===== Source records =====

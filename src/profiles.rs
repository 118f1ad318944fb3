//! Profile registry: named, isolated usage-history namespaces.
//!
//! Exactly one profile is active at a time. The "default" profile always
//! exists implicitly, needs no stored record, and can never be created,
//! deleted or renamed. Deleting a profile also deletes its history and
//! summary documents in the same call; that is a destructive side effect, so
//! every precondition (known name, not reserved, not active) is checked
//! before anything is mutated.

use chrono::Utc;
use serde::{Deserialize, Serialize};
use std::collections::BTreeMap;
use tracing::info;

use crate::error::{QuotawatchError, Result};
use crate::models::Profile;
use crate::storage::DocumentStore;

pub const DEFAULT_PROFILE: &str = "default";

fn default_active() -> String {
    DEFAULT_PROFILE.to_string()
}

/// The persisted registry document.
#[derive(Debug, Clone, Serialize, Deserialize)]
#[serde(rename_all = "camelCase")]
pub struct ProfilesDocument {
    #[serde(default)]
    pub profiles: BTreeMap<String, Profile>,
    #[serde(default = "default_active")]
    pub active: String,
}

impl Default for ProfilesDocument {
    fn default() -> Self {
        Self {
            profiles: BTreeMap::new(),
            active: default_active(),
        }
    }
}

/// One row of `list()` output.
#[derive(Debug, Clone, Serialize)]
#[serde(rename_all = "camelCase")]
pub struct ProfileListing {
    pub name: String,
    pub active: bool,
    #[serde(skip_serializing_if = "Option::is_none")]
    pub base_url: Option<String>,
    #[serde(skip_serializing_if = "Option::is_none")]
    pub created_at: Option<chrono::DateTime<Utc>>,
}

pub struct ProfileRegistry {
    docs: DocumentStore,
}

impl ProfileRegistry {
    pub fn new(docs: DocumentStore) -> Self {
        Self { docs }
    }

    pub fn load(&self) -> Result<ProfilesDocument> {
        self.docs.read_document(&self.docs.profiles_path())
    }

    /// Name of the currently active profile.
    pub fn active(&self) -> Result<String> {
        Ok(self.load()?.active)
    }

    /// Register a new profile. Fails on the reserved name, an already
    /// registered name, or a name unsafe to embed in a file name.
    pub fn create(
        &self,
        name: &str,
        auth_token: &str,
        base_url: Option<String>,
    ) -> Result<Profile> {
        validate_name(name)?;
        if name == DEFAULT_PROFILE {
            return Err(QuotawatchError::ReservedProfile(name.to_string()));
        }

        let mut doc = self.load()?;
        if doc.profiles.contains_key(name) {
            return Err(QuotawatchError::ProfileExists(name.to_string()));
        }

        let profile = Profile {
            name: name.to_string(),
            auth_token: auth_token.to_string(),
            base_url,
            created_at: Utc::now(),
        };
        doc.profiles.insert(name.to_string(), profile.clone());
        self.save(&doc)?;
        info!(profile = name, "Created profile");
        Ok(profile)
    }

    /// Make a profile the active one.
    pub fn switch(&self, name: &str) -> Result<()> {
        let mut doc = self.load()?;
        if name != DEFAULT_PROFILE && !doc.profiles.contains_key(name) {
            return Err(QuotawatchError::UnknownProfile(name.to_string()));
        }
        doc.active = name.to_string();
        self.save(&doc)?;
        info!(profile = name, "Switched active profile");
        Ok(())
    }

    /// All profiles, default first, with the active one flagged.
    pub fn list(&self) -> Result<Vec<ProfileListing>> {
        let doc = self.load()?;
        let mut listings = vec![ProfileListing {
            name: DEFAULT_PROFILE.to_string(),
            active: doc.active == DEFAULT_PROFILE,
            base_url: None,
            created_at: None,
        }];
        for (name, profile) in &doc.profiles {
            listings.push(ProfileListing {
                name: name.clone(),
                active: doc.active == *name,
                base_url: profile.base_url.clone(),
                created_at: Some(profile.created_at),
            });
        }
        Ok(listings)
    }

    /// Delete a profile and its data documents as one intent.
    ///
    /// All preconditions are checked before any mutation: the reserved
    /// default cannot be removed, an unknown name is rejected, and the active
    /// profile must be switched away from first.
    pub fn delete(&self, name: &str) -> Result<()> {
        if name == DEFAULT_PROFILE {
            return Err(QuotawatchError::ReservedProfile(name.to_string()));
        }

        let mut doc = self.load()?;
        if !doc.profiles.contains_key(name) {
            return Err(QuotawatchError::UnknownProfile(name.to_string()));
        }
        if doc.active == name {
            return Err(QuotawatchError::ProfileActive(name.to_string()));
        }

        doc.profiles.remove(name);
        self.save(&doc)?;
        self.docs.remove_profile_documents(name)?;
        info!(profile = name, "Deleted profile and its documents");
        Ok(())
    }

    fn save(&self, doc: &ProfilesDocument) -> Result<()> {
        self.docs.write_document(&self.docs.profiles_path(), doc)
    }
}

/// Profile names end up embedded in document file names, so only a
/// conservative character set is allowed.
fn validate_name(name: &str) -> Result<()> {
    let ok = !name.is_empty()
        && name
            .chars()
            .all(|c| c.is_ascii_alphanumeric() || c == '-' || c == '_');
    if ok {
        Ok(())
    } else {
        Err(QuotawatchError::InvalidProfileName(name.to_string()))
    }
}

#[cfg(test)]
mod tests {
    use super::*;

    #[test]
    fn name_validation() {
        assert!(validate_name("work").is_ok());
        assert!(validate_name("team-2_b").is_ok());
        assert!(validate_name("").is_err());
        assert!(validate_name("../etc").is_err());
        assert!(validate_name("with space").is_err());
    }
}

=====
===== Source records =====

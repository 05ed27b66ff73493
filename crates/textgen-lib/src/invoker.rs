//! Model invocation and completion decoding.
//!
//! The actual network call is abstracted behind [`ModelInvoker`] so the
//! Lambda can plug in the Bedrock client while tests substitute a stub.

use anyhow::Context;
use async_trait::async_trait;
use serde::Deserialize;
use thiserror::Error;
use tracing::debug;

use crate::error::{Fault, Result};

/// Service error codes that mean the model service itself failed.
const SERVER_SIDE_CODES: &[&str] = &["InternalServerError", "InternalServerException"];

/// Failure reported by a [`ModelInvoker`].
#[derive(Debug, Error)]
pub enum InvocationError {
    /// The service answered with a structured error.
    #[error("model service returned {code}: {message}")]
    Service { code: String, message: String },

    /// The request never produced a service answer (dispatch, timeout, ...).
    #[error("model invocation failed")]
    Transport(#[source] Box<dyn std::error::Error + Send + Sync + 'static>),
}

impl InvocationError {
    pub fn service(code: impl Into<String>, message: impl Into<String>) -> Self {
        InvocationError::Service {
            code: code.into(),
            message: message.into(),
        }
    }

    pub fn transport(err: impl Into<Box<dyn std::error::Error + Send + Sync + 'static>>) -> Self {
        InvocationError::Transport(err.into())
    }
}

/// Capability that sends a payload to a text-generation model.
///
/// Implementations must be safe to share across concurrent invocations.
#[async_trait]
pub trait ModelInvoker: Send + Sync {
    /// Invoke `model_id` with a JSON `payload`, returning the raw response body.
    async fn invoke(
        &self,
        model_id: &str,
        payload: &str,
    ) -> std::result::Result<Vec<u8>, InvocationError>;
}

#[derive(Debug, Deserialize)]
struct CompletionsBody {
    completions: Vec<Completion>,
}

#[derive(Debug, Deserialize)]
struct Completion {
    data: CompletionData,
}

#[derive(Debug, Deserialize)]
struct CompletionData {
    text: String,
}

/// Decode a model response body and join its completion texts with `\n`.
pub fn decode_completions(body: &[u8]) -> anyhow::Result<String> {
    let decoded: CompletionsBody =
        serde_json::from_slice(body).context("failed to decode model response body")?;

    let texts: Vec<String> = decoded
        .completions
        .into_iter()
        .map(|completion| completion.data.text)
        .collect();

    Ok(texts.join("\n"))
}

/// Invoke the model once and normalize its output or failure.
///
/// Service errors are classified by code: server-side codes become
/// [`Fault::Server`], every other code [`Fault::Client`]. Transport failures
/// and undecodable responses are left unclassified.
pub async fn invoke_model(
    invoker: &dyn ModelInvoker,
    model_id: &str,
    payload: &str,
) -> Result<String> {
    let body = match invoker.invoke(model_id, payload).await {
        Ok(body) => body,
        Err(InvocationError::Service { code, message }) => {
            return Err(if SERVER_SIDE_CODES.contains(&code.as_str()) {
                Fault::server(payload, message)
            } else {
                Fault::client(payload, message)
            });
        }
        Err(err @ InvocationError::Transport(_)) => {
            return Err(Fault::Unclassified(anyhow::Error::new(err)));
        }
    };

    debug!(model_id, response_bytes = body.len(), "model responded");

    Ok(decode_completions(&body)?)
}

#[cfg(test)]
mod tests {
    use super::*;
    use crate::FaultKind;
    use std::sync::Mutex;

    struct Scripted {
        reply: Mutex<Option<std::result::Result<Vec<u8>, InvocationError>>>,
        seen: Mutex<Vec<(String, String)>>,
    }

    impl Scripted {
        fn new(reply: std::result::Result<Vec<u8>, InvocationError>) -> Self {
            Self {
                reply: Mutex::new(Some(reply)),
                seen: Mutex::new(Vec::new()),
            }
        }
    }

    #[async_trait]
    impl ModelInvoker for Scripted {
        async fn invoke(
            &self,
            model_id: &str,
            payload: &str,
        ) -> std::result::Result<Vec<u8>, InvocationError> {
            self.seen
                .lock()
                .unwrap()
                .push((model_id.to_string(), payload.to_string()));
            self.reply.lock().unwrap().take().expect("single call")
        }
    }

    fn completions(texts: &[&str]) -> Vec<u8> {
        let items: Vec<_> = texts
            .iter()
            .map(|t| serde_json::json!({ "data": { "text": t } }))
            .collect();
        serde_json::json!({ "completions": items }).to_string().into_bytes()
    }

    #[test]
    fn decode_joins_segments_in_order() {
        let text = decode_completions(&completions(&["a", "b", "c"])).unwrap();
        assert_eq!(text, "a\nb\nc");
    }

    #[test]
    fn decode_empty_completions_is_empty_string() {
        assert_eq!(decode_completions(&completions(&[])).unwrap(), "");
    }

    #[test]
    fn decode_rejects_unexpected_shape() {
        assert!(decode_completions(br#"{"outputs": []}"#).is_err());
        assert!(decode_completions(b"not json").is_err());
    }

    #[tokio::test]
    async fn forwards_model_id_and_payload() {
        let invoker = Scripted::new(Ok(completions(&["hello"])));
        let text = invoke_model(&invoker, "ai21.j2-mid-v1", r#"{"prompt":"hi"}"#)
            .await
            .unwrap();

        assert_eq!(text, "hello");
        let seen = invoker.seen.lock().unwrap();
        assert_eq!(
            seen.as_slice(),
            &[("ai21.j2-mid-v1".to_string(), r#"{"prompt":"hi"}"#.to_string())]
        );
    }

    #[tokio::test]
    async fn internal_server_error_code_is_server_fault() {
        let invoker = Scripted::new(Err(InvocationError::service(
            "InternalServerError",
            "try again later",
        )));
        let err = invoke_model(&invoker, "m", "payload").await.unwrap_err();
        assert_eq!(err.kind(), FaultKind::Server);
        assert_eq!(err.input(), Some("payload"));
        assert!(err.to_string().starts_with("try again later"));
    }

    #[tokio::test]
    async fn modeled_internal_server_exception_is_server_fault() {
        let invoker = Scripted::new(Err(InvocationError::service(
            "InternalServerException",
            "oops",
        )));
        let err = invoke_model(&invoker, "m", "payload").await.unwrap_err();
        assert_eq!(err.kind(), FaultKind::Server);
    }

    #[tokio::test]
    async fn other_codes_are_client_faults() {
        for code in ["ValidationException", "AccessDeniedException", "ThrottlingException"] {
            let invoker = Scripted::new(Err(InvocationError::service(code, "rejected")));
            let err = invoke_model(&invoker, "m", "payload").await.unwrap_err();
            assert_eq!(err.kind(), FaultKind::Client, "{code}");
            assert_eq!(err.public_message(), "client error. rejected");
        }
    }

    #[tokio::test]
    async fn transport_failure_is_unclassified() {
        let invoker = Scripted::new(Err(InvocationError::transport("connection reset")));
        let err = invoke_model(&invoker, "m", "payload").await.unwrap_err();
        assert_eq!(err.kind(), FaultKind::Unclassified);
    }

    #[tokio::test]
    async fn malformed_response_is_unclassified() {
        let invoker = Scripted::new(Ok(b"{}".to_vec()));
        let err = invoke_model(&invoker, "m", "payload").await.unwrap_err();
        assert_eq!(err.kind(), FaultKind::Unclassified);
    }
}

=====

=== Your objective ===
Look through the entries, and return every line that the word "Mutex" appears in.

=== Response below ===
    use std::sync::Mutex;
        reply: Mutex<Option<std::result::Result<Vec<u8>, InvocationError>>>,
        seen: Mutex<Vec<(String, String)>>,
                reply: Mutex::new(Some(reply)),
                seen: Mutex::new(Vec::new()),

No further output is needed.